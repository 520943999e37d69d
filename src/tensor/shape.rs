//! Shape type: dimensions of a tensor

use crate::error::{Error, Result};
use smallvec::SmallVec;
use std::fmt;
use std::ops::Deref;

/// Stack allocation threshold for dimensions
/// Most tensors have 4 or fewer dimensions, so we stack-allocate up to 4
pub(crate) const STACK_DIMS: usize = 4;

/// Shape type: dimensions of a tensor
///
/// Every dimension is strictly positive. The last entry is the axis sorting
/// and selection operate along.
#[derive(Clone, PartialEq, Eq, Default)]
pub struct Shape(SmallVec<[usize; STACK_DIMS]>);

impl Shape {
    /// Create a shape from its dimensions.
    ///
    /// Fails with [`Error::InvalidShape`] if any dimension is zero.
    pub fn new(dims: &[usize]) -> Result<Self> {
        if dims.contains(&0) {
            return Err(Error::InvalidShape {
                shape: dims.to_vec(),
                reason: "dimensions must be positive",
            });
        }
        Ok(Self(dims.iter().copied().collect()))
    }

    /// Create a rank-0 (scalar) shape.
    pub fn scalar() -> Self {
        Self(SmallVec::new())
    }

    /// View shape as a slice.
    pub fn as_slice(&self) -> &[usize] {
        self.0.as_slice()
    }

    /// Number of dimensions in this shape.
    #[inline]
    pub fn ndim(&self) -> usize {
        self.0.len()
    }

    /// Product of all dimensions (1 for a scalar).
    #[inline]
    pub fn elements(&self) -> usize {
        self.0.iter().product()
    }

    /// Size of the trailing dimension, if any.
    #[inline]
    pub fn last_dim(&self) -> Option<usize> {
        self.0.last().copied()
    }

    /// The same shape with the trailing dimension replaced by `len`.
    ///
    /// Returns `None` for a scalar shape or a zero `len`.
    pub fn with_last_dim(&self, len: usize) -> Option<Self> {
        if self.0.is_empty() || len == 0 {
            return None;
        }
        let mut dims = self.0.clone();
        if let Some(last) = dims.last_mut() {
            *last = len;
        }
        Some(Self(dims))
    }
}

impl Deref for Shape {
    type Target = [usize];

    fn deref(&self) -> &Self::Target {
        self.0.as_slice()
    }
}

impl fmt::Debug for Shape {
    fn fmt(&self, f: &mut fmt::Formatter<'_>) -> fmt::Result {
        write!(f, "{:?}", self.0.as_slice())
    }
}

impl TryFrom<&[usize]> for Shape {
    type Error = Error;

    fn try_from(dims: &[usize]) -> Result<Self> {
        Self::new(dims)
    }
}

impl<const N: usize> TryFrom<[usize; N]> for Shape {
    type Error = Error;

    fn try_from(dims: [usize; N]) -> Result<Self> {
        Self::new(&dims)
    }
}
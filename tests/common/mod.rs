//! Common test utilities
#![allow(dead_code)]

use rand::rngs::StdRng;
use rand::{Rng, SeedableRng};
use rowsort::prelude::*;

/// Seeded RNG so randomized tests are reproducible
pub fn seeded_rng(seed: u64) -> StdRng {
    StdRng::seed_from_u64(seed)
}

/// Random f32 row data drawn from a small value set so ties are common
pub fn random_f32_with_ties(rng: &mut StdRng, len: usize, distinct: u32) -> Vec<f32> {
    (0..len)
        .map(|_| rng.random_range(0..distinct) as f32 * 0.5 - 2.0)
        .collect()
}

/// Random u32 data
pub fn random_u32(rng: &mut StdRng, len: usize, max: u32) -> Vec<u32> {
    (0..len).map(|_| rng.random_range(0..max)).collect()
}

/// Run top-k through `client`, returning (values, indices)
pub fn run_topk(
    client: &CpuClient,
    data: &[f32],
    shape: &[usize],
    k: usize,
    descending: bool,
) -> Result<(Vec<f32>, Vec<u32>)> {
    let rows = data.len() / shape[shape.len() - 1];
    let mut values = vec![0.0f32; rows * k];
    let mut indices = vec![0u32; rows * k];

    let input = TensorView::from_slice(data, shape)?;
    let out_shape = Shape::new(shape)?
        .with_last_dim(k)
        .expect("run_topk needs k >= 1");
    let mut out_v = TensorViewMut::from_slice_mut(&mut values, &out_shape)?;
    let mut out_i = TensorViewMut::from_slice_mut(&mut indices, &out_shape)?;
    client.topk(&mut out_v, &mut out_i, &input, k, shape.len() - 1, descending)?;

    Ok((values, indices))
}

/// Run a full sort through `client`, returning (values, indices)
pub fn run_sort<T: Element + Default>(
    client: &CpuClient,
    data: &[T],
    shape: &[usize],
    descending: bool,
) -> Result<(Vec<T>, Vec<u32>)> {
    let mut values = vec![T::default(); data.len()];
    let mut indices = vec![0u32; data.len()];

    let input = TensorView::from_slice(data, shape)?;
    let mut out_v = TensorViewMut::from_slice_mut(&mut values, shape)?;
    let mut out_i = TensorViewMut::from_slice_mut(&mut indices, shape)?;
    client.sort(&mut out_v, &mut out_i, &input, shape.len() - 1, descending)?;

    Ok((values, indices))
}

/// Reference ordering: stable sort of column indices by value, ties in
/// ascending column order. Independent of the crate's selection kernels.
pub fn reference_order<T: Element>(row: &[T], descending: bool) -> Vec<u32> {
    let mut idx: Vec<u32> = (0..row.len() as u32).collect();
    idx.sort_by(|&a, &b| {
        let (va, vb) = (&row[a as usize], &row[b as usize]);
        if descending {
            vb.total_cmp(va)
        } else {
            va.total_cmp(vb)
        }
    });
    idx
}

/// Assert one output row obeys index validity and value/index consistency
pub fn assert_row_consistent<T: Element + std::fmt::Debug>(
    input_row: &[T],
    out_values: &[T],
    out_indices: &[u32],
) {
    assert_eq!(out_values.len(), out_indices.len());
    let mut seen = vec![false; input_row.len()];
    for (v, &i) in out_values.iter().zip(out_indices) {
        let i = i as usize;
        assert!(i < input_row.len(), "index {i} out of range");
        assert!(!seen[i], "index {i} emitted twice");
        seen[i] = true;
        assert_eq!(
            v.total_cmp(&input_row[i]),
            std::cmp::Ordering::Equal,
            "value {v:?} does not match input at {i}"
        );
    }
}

__________________________________________________

■ **Problem to work on**
Go through the data and show each line that holds "client".

■ **Reply to the task**
/// Run top-k through `client`, returning (values, indices)
    client: &CpuClient,
    client.topk(&mut out_v, &mut out_i, &input, k, shape.len() - 1, descending)?;
/// Run a full sort through `client`, returning (values, indices)
    client: &CpuClient,
    client.sort(&mut out_v, &mut out_i, &input, shape.len() - 1, descending)?;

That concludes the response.